_EXERCISE OBJECTIVE_
Repeat all of the records verbatim.

(Stored data)
┏━━
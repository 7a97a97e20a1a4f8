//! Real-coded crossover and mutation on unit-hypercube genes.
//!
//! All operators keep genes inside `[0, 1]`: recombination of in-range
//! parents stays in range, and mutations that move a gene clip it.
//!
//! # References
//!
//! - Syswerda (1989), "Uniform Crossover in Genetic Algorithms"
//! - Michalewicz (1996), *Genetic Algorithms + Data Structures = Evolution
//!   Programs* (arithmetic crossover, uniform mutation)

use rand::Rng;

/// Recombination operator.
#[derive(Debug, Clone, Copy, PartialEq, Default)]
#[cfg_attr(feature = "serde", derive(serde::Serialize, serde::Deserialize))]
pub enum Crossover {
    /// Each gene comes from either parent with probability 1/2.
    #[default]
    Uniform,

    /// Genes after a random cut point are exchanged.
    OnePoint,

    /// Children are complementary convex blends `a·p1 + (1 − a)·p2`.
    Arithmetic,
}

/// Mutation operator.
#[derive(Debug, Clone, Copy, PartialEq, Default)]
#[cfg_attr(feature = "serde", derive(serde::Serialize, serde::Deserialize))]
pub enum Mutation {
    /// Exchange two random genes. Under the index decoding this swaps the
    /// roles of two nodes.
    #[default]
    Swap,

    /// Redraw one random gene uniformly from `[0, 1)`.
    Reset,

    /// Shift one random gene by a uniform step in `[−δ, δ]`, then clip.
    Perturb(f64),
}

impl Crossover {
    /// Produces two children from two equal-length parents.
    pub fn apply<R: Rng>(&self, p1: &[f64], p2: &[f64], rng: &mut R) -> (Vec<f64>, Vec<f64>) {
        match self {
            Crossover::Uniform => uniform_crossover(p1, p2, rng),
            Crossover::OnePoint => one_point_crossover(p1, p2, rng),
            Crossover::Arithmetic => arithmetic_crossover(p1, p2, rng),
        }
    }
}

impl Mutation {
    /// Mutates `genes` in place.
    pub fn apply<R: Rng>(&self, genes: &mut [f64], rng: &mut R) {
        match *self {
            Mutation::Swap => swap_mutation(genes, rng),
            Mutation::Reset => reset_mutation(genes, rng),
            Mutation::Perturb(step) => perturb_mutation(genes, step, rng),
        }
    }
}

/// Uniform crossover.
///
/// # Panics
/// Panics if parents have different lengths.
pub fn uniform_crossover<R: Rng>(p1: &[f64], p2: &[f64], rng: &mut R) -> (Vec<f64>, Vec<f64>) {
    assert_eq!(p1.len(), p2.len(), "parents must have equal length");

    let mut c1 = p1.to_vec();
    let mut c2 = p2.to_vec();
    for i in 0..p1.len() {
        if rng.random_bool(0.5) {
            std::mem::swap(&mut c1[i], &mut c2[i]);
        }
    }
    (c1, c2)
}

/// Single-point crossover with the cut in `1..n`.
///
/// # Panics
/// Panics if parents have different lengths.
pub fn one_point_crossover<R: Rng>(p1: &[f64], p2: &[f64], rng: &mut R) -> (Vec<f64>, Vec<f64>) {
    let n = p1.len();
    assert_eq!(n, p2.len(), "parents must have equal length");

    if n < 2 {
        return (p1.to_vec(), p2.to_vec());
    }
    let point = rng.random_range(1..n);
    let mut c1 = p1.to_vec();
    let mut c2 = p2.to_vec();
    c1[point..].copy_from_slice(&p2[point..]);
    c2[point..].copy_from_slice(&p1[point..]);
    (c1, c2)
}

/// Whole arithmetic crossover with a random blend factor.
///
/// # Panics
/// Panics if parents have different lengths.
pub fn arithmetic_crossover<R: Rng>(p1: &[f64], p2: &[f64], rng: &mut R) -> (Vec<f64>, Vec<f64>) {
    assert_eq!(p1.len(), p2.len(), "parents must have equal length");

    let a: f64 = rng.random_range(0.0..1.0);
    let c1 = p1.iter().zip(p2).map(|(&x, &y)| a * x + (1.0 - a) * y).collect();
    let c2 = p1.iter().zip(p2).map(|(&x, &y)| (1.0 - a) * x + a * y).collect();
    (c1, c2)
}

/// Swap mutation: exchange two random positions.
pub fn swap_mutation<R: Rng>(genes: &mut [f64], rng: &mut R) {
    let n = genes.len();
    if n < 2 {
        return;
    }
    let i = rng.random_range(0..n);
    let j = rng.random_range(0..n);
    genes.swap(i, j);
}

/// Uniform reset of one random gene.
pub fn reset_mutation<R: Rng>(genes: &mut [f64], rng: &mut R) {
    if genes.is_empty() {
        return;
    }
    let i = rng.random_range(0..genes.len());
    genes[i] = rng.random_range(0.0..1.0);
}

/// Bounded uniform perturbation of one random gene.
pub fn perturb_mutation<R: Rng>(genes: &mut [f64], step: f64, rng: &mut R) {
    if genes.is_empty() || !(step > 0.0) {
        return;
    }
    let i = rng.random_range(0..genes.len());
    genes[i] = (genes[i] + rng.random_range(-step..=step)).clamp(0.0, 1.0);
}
┗━━
_ANSWER BELOW_
repository 7a97a97e20a1a4f8
//! Real-coded crossover and mutation on unit-hypercube genes.
//!
//! All operators keep genes inside `[0, 1]`: recombination of in-range
//! parents stays in range, and mutations that move a gene clip it.
//!
//! # References
//!
//! - Syswerda (1989), "Uniform Crossover in Genetic Algorithms"
//! - Michalewicz (1996), *Genetic Algorithms + Data Structures = Evolution
//!   Programs* (arithmetic crossover, uniform mutation)

use rand::Rng;

/// Recombination operator.
#[derive(Debug, Clone, Copy, PartialEq, Default)]
#[cfg_attr(feature = "serde", derive(serde::Serialize, serde::Deserialize))]
pub enum Crossover {
    /// Each gene comes from either parent with probability 1/2.
    #[default]
    Uniform,

    /// Genes after a random cut point are exchanged.
    OnePoint,

    /// Children are complementary convex blends `a·p1 + (1 − a)·p2`.
    Arithmetic,
}

/// Mutation operator.
#[derive(Debug, Clone, Copy, PartialEq, Default)]
#[cfg_attr(feature = "serde", derive(serde::Serialize, serde::Deserialize))]
pub enum Mutation {
    /// Exchange two random genes. Under the index decoding this swaps the
    /// roles of two nodes.
    #[default]
    Swap,

    /// Redraw one random gene uniformly from `[0, 1)`.
    Reset,

    /// Shift one random gene by a uniform step in `[−δ, δ]`, then clip.
    Perturb(f64),
}

impl Crossover {
    /// Produces two children from two equal-length parents.
    pub fn apply<R: Rng>(&self, p1: &[f64], p2: &[f64], rng: &mut R) -> (Vec<f64>, Vec<f64>) {
        match self {
            Crossover::Uniform => uniform_crossover(p1, p2, rng),
            Crossover::OnePoint => one_point_crossover(p1, p2, rng),
            Crossover::Arithmetic => arithmetic_crossover(p1, p2, rng),
        }
    }
}

impl Mutation {
    /// Mutates `genes` in place.
    pub fn apply<R: Rng>(&self, genes: &mut [f64], rng: &mut R) {
        match *self {
            Mutation::Swap => swap_mutation(genes, rng),
            Mutation::Reset => reset_mutation(genes, rng),
            Mutation::Perturb(step) => perturb_mutation(genes, step, rng),
        }
    }
}

/// Uniform crossover.
///
/// # Panics
/// Panics if parents have different lengths.
pub fn uniform_crossover<R: Rng>(p1: &[f64], p2: &[f64], rng: &mut R) -> (Vec<f64>, Vec<f64>) {
    assert_eq!(p1.len(), p2.len(), "parents must have equal length");

    let mut c1 = p1.to_vec();
    let mut c2 = p2.to_vec();
    for i in 0..p1.len() {
        if rng.random_bool(0.5) {
            std::mem::swap(&mut c1[i], &mut c2[i]);
        }
    }
    (c1, c2)
}

/// Single-point crossover with the cut in `1..n`.
///
/// # Panics
/// Panics if parents have different lengths.
pub fn one_point_crossover<R: Rng>(p1: &[f64], p2: &[f64], rng: &mut R) -> (Vec<f64>, Vec<f64>) {
    let n = p1.len();
    assert_eq!(n, p2.len(), "parents must have equal length");

    if n < 2 {
        return (p1.to_vec(), p2.to_vec());
    }
    let point = rng.random_range(1..n);
    let mut c1 = p1.to_vec();
    let mut c2 = p2.to_vec();
    c1[point..].copy_from_slice(&p2[point..]);
    c2[point..].copy_from_slice(&p1[point..]);
    (c1, c2)
}

/// Whole arithmetic crossover with a random blend factor.
///
/// # Panics
/// Panics if parents have different lengths.
pub fn arithmetic_crossover<R: Rng>(p1: &[f64], p2: &[f64], rng: &mut R) -> (Vec<f64>, Vec<f64>) {
    assert_eq!(p1.len(), p2.len(), "parents must have equal length");

    let a: f64 = rng.random_range(0.0..1.0);
    let c1 = p1.iter().zip(p2).map(|(&x, &y)| a * x + (1.0 - a) * y).collect();
    let c2 = p1.iter().zip(p2).map(|(&x, &y)| (1.0 - a) * x + a * y).collect();
    (c1, c2)
}

/// Swap mutation: exchange two random positions.
pub fn swap_mutation<R: Rng>(genes: &mut [f64], rng: &mut R) {
    let n = genes.len();
    if n < 2 {
        return;
    }
    let i = rng.random_range(0..n);
    let j = rng.random_range(0..n);
    genes.swap(i, j);
}

/// Uniform reset of one random gene.
pub fn reset_mutation<R: Rng>(genes: &mut [f64], rng: &mut R) {
    if genes.is_empty() {
        return;
    }
    let i = rng.random_range(0..genes.len());
    genes[i] = rng.random_range(0.0..1.0);
}

/// Bounded uniform perturbation of one random gene.
pub fn perturb_mutation<R: Rng>(genes: &mut [f64], step: f64, rng: &mut R) {
    if genes.is_empty() || !(step > 0.0) {
        return;
    }
    let i = rng.random_range(0..genes.len());
    genes[i] = (genes[i] + rng.random_range(-step..=step)).clamp(0.0, 1.0);
}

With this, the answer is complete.